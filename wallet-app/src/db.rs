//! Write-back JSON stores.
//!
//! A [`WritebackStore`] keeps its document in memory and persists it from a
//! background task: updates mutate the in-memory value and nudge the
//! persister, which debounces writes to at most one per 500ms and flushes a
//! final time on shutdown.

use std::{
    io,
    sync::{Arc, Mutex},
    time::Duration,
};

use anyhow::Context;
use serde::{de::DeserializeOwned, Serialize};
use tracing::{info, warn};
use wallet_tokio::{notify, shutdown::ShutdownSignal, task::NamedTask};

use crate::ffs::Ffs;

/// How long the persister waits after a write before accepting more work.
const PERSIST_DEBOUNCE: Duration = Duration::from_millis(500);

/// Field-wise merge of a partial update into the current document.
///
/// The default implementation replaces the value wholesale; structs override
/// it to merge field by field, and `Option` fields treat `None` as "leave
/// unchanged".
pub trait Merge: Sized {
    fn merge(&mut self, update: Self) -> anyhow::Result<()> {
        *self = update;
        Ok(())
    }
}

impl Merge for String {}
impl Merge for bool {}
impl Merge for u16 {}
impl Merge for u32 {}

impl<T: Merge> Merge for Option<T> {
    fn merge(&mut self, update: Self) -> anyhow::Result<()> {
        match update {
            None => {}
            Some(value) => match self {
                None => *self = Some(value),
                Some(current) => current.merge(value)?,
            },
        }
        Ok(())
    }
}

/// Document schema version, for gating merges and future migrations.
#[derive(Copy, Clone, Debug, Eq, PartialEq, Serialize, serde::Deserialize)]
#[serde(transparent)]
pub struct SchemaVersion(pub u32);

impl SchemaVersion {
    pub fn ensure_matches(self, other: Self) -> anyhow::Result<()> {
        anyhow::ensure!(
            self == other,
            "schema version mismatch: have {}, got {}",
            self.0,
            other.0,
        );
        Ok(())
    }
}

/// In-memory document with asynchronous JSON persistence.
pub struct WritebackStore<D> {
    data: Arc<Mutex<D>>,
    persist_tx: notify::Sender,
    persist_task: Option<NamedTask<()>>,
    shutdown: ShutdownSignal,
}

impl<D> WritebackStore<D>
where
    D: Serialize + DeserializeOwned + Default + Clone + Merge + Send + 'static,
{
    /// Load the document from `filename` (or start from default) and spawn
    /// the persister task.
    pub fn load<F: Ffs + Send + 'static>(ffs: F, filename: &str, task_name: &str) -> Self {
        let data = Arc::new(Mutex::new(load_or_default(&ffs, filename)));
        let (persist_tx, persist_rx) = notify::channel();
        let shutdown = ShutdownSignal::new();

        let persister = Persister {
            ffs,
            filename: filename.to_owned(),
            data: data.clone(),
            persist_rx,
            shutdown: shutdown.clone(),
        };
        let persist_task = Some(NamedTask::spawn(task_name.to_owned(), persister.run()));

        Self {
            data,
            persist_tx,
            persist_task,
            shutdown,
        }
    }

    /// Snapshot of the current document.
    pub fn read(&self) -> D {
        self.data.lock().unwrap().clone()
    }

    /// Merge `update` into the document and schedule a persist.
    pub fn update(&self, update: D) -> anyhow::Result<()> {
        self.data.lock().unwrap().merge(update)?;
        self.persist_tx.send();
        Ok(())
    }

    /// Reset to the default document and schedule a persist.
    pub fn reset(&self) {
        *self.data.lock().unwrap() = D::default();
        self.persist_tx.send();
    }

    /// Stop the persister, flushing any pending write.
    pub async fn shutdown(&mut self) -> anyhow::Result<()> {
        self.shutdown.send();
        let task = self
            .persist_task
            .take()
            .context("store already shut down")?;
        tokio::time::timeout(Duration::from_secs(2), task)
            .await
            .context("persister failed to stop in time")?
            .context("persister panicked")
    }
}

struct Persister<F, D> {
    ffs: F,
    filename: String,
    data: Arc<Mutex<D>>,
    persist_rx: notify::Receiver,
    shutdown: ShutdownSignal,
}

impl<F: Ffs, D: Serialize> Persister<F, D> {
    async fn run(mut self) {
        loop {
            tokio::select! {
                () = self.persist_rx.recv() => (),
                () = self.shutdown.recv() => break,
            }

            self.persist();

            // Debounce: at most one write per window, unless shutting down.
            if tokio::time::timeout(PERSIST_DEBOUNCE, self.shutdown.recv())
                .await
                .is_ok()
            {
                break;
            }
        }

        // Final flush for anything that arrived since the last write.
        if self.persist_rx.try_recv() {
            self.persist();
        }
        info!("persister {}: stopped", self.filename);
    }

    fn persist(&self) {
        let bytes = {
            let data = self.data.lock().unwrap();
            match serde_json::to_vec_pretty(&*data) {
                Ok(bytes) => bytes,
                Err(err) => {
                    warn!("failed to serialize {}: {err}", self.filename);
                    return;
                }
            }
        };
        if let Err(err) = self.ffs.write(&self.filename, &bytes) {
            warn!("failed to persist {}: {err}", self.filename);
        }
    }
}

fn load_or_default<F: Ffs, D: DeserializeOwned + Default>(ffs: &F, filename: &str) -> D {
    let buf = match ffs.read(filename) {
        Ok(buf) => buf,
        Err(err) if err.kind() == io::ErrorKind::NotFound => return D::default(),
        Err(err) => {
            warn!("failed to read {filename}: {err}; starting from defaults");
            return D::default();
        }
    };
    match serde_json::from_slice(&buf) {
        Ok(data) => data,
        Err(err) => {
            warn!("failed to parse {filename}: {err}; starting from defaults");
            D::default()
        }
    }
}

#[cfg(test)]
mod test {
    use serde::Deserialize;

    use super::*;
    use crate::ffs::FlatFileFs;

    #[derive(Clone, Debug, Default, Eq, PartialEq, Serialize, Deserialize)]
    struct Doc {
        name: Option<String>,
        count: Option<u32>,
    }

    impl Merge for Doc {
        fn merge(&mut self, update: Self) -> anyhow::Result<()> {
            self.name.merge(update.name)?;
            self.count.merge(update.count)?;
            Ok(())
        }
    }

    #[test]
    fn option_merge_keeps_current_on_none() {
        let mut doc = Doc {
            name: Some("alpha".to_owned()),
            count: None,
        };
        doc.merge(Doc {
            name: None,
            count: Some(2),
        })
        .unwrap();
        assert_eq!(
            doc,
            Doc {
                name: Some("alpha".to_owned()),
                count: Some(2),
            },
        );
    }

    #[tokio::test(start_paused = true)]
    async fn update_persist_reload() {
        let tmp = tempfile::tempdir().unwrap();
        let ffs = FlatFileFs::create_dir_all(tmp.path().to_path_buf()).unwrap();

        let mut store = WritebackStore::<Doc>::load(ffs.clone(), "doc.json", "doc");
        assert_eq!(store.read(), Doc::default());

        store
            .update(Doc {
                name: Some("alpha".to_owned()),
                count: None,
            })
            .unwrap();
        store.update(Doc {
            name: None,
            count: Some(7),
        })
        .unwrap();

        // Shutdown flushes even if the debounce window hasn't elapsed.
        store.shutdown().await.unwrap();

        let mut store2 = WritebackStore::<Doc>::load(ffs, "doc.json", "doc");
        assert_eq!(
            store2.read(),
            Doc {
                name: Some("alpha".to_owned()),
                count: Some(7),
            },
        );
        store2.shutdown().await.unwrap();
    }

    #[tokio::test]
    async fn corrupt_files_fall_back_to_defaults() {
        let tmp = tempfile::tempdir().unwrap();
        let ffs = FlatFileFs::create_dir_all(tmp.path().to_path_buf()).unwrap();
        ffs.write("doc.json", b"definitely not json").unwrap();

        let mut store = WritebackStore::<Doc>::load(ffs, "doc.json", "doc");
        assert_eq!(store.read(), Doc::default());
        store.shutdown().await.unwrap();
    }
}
· · · · ·
■ WORK INSTRUCTIONS
From the entries above, select each line containing the string "Some".

■ TASK RESULT
            Some(value) => match self {
                None => *self = Some(value),
                Some(current) => current.merge(value)?,
        let persist_task = Some(NamedTask::spawn(task_name.to_owned(), persister.run()));
            name: Some("alpha".to_owned()),
            count: Some(2),
                name: Some("alpha".to_owned()),
                count: Some(2),
                name: Some("alpha".to_owned()),
            count: Some(7),
                name: Some("alpha".to_owned()),
                count: Some(7),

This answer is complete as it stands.